Anti-epithelial growth factor receptor (EGFR) monoclonal antibodies are approved for the treatment of RAS wild type (WT) metastatic colorectal cancers (mCRC) but the emergence of tumor cell clones carrying resistance mutations restricts their efficacy. We showed previously that RAS, BRAF, and EGFR mutant alleles, which appear in circulating tumor DNA (ctDNA) during EGFR blockade, decline upon therapy withdrawal. We hypothesized that monitoring resistance mutations in blood could rationally guide subsequent therapy with anti EGFR antibodies.
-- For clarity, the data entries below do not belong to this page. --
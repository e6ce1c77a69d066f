use super::*;
use crate::error::RenderStateError;
use crate::operation::CloseDisposition;

impl<N: VisualNode, B: RenderBackend<N>> RenderState<N, B> {
    /// Adds a quad for `node` to the current batch and returns its index in the quad list.
    ///
    /// Opens a batch if none is open, or closes the open one and starts another if the
    /// pending state diverged from it since the last quad.
    pub fn add_quad(&mut self, node: N) -> Result<usize, RenderStateError> {
        self.prepare_quad_operation()?;

        let texture = self
            .override_quad_texture
            .unwrap_or_else(|| node.displayed_texture());
        let index = self.quads.len();

        if let Some(info) = &self.pending.render_texture {
            let eligible = shader_ptr_eq(&self.pending.shader, &self.default_shader);
            info.record_draw(texture, index, eligible);
            tracing::trace!(
                index,
                %texture,
                candidate = ?info.native_texture(),
                "quad drawn into render texture"
            );
        }

        self.quads.push(texture, node);
        if let BatchPhase::Open(operation) = &mut self.phase {
            operation.push_quad();
        }
        self.counts.quads += 1;

        let (backend, frame) = self.split_backend();
        backend.add_quad(&frame, index);

        Ok(index)
    }

    /// Records a filter pass after everything drawn so far.
    ///
    /// The open batch is closed and not replaced: quads following a filter often belong
    /// to a different render stage and open their own batch.
    pub fn add_filter(
        &mut self,
        filter: &Rc<dyn Shader>,
        owner: ShaderOwner,
        source: &RenderTextureInfo,
        target: Option<&RenderTextureInfo>,
    ) -> Result<(), RenderStateError> {
        self.ensure_not_finished()?;
        self.close_quad_operation();

        let before_quad_operation = self.quad_operations.len();
        let operation = self.backend.create_filter_operation(
            Rc::clone(filter),
            owner,
            source.clone(),
            target.cloned(),
            before_quad_operation,
        );
        tracing::trace!(
            filter = filter.label(),
            %owner,
            before_quad_operation,
            "filter operation recorded"
        );
        self.filter_operations.push(operation);
        self.counts.filters += 1;

        Ok(())
    }

    /// Closes the last batch and hands the frame to the back end.
    pub fn finish(&mut self) -> Result<(), RenderStateError> {
        self.ensure_not_finished()?;
        self.close_quad_operation();
        self.phase = BatchPhase::Finished;

        tracing::debug!(
            quads = self.counts.quads,
            quad_operations = self.quad_operations.len(),
            filter_operations = self.filter_operations.len(),
            "render state finished"
        );
        #[cfg(feature = "render_metrics")]
        tracing::debug!(counts = ?self.counts, "render state counts");

        let (backend, frame) = self.split_backend();
        backend.finish_render_state(&frame);

        Ok(())
    }

    pub(super) fn ensure_not_finished(&self) -> Result<(), RenderStateError> {
        if self.is_finished() {
            return Err(RenderStateError::FrameFinished);
        }
        Ok(())
    }

    fn prepare_quad_operation(&mut self) -> Result<(), RenderStateError> {
        match self.phase {
            BatchPhase::Finished => return Err(RenderStateError::FrameFinished),
            BatchPhase::Idle => self.open_quad_operation(),
            BatchPhase::Open(_) => {
                if self.pending.dirty {
                    if self.has_changes() {
                        self.close_quad_operation();
                        self.open_quad_operation();
                    }
                    self.pending.dirty = false;
                }
            }
        }
        Ok(())
    }

    /// True if the pending state cannot be drawn as part of the open batch.
    fn has_changes(&self) -> bool {
        let BatchPhase::Open(operation) = &self.phase else {
            return false;
        };

        !shader_ptr_eq(&self.pending.shader, operation.shader())
            || self.pending.shader_owner != operation.shader_owner()
            || self.pending.render_texture.as_ref() != operation.render_texture()
            || self.pending.scissor != operation.scissor()
    }

    fn open_quad_operation(&mut self) {
        let index = self.quads.len();
        let operation = self.backend.create_quad_operation(
            Rc::clone(&self.pending.shader),
            self.pending.shader_owner,
            self.pending.render_texture.clone(),
            self.pending.scissor,
            index,
        );
        tracing::trace!(
            index,
            shader = operation.shader().label(),
            owner = ?operation.shader_owner(),
            scissor = ?operation.scissor(),
            "quad operation opened"
        );

        self.phase = BatchPhase::Open(operation);
        self.pending.dirty = false;
        self.counts.batches_opened += 1;
    }

    /// Closes the open batch, if any, and keeps it unless nothing it would draw is visible.
    fn close_quad_operation(&mut self) {
        let operation = match std::mem::replace(&mut self.phase, BatchPhase::Idle) {
            BatchPhase::Open(operation) => operation,
            other => {
                self.phase = other;
                return;
            }
        };

        match operation.close_disposition() {
            CloseDisposition::Submit => {
                tracing::trace!(range = ?operation.range(), "quad operation closed");
                self.counts.batches_submitted += 1;
                self.quad_operations.push(operation);
            }
            CloseDisposition::DroppedEmpty => {
                tracing::trace!(index = operation.index(), "empty quad operation dropped");
                self.counts.batches_dropped_empty += 1;
            }
            CloseDisposition::DroppedClipped => {
                tracing::trace!(
                    range = ?operation.range(),
                    scissor = ?operation.scissor(),
                    "clipped quad operation dropped"
                );
                self.counts.batches_dropped_clipped += 1;
            }
        }
    }
}
// testing.rs - Shared fixtures for scene tests

use crate::error::UnitResult;
use crate::scene::{
    Component, Entity, Hierarchy, RegistryId, SceneIndex, UnitContext, UnitPhase,
};
use std::cell::RefCell;
use std::rc::Rc;

pub(crate) type Journal = Rc<RefCell<Vec<String>>>;

pub(crate) fn journal() -> Journal {
    Rc::new(RefCell::new(Vec::new()))
}

pub(crate) fn entries(journal: &Journal) -> Vec<String> {
    journal.borrow().clone()
}

/// Records every callback as `label:phase`, optionally failing one phase.
pub(crate) struct Probe {
    label: &'static str,
    journal: Journal,
    fail_on: Option<UnitPhase>,
}

impl Probe {
    pub fn new(label: &'static str, journal: &Journal) -> Self {
        Self {
            label,
            journal: Rc::clone(journal),
            fail_on: None,
        }
    }

    pub fn failing(label: &'static str, journal: &Journal, phase: UnitPhase) -> Self {
        Self {
            fail_on: Some(phase),
            ..Self::new(label, journal)
        }
    }

    pub fn label(&self) -> &'static str {
        self.label
    }

    fn record(&mut self, phase: UnitPhase) -> UnitResult {
        self.journal
            .borrow_mut()
            .push(format!("{}:{}", self.label, phase));
        if self.fail_on == Some(phase) {
            return Err(format!("{} failed during {}", self.label, phase).into());
        }
        Ok(())
    }
}

impl Component for Probe {
    fn allows_multiple(&self) -> bool {
        true
    }

    fn on_attach(&mut self, _ctx: &UnitContext<'_>) -> UnitResult {
        self.record(UnitPhase::Attach)
    }

    fn on_activate(&mut self, _ctx: &UnitContext<'_>) -> UnitResult {
        self.record(UnitPhase::Activate)
    }

    fn on_start(&mut self, _ctx: &UnitContext<'_>) -> UnitResult {
        self.record(UnitPhase::Start)
    }

    fn on_deactivate(&mut self, _ctx: &UnitContext<'_>) -> UnitResult {
        self.record(UnitPhase::Deactivate)
    }

    fn on_detach(&mut self, _ctx: &UnitContext<'_>) -> UnitResult {
        self.record(UnitPhase::Detach)
    }

    fn on_destroy(&mut self, _ctx: &UnitContext<'_>) -> UnitResult {
        self.record(UnitPhase::Destroy)
    }

    fn update(&mut self, _ctx: &UnitContext<'_>, _dt: f32) -> UnitResult {
        self.record(UnitPhase::Update)
    }
}

/// A registered root named "Root", already started.
pub(crate) fn started_scene() -> (Hierarchy, RegistryId, Entity) {
    let mut tree = Hierarchy::new();
    let registry = tree.add_registry(SceneIndex::new());
    let root = tree.create(Some("Root")).unwrap();
    tree.register_root(registry, root).unwrap();
    tree.attach(root).unwrap();
    tree.activate(root).unwrap();
    tree.start(root).unwrap();
    (tree, registry, root)
}
// demo.rs - Sample scene and components for the runtime binary

use anyhow::Result;
use arbor_core::scene::{Component, Entity, Hierarchy, Kind, RegistryId, UnitContext};
use arbor_core::UnitResult;

/// Marker for components that draw something.
pub trait Renderable {}

/// Rotates its owner a little every tick.
#[derive(Debug, Default)]
pub struct Spin {
    pub degrees_per_second: f32,
    pub angle: f32,
}

impl Component for Spin {
    fn on_start(&mut self, ctx: &UnitContext<'_>) -> UnitResult {
        tracing::info!(owner = ctx.owner_name, "spin started");
        Ok(())
    }

    fn update(&mut self, _ctx: &UnitContext<'_>, dt: f32) -> UnitResult {
        self.angle = (self.angle + self.degrees_per_second * dt) % 360.0;
        Ok(())
    }
}

#[derive(Debug, Default)]
pub struct Sprite {
    pub image: String,
}

impl Component for Sprite {
    fn provides(&self, kind: &Kind) -> bool {
        kind.is::<dyn Renderable>()
    }

    fn on_activate(&mut self, ctx: &UnitContext<'_>) -> UnitResult {
        tracing::debug!(owner = ctx.owner_name, image = %self.image, "sprite visible");
        Ok(())
    }

    fn on_deactivate(&mut self, ctx: &UnitContext<'_>) -> UnitResult {
        tracing::debug!(owner = ctx.owner_name, image = %self.image, "sprite hidden");
        Ok(())
    }
}

/// Fails to start; the default capture policy logs it and moves on.
#[derive(Debug, Default)]
pub struct Flaky;

impl Component for Flaky {
    fn on_start(&mut self, _ctx: &UnitContext<'_>) -> UnitResult {
        Err("flaky component refused to start".into())
    }
}

pub struct DemoScene {
    pub root: Entity,
    pub player: Entity,
}

/// World -> (Player [Spin, Sprite], Camera [Flaky])
pub fn build(tree: &mut Hierarchy, registry: RegistryId) -> Result<DemoScene> {
    let root = tree.create(Some("World"))?;
    let player = tree.create(Some("Player"))?;
    let camera = tree.create(Some("Camera"))?;

    tree.add_child(root, player)?;
    tree.add_child(root, camera)?;
    tree.set_tag(player, Some("player"))?;

    tree.add(
        player,
        Spin {
            degrees_per_second: 90.0,
            ..Spin::default()
        },
    )?;
    tree.add(
        player,
        Sprite {
            image: "player.png".to_string(),
        },
    )?;
    tree.add(camera, Flaky)?;

    tree.register_root(registry, root)?;
    Ok(DemoScene { root, player })
}

#[cfg(test)]
mod tests {
    use super::*;
    use arbor_core::scene::{ComponentQuery, SceneIndex, SearchOptions};
    use arbor_core::LifecycleState;

    #[test]
    fn demo_scene_runs_through_lifecycle() {
        let mut tree = Hierarchy::new();
        let registry = tree.add_registry(SceneIndex::new());
        let scene = build(&mut tree, registry).unwrap();

        tree.attach(scene.root).unwrap();
        tree.activate(scene.root).unwrap();
        tree.start(scene.root).unwrap();
        tree.update(scene.root, 0.5).unwrap();

        assert_eq!(tree.state(scene.player), LifecycleState::Started);
        let spin = tree.component::<Spin>(scene.player).unwrap().unwrap();
        assert_eq!(spin.angle, 45.0);

        let renderables = tree
            .find_components_in_children(
                scene.root,
                ComponentQuery::kind::<dyn Renderable>(),
                &SearchOptions::new(),
            )
            .unwrap();
        assert_eq!(renderables.len(), 1);

        let index = tree.registry::<SceneIndex>(registry).unwrap();
        assert_eq!(index.tagged("player"), &[scene.player]);
    }
}
//! Notifications raised by entities.
//!
//! Observers are plain closures registered per entity. Delivery is synchronous
//! and in order: an event fires after the structural change it describes and
//! before the mutating call returns.

use crate::scene::{ComponentId, Entity};

#[derive(Debug, Clone, PartialEq, Eq)]
pub enum HierarchyEvent {
    /// Delivered to the parent once the registry has indexed the child.
    ChildAdded { parent: Entity, child: Entity },
    /// Delivered to the former parent.
    ChildDetached { parent: Entity, child: Entity },
    ChildOrderChanged {
        parent: Entity,
        child: Entity,
        from: usize,
        to: usize,
    },
    ComponentAdded { entity: Entity, component: ComponentId },
    ComponentDetached { entity: Entity, component: ComponentId },
    NameChanged {
        entity: Entity,
        old: String,
        new: String,
    },
    TagChanged {
        entity: Entity,
        old: Option<String>,
        new: Option<String>,
    },
}

/// Handle returned by [`Hierarchy::subscribe`](crate::scene::Hierarchy::subscribe).
#[derive(Debug, Copy, Clone, PartialEq, Eq, Hash)]
pub struct SubscriptionId(pub(crate) u64);

pub(crate) type Observer = Box<dyn FnMut(&HierarchyEvent)>;

/// Extra acceptance check consulted on rename, after the built-in rules.
pub type NameValidator = Box<dyn Fn(Entity, &str) -> bool>;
We report here the results of CHRONOS, a phase II clinical trial exploiting blood-based identification of RAS/BRAF/EGFR ECD mutations levels to tailor a chemo-free anti-EGFR rechallenge with panitumumab in mCRC patients. In CHRONOS, patients with tissue-RAS WT tumors after a prior treatment with cetuximab or panitumumab-based regimens underwent an interventional ctDNA-based molecular screening. Out of 52 patients, 16 (31%) carried at least one anti-EGFR conferring resistance mutations in their ctDNA and were excluded from treatment.The responder patients were 30% while 63% achieved disease control with manageable side effects. In summary, CHRONOS’ results favorably compare with standard third line treatment options, and show that interventional liquid biopsies can be timely, effectively, and safely exploited to guide anti EGFR rechallenge therapy with panitumumab in mCRC patients.